_YOUR OBJECTIVE_
Search the records for "accuracy" and copy each line that holds it.

_THE RECORDS_

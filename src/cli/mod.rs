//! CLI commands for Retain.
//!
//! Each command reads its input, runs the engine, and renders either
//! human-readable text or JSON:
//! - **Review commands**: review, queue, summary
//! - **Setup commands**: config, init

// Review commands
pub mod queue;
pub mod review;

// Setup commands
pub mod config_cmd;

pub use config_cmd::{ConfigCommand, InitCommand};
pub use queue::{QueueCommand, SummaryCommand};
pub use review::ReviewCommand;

==

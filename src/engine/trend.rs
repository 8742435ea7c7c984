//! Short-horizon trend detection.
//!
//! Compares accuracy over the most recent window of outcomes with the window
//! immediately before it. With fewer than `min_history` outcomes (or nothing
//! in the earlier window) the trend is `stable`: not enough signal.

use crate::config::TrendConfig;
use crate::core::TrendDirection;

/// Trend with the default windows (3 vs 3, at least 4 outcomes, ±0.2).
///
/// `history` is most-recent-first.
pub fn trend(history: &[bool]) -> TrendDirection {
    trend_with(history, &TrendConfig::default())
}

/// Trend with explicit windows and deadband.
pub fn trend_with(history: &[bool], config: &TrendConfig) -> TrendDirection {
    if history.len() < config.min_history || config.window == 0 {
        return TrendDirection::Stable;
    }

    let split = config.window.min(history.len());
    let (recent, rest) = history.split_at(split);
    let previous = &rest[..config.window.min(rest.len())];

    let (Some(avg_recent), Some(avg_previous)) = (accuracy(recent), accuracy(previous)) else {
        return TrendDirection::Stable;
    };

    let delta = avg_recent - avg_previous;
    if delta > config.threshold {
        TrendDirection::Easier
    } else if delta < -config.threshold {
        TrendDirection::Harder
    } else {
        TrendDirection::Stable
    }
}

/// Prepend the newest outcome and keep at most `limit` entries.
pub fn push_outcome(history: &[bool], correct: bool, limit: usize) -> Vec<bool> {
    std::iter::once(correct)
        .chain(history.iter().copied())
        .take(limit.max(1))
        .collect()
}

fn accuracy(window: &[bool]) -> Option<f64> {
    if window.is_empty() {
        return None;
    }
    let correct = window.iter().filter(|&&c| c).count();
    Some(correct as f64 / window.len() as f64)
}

_REPLY TO THE EXERCISE_
//! Compares accuracy over the most recent window of outcomes with the window
    let (Some(avg_recent), Some(avg_previous)) = (accuracy(recent), accuracy(previous)) else {
fn accuracy(window: &[bool]) -> Option<f64> {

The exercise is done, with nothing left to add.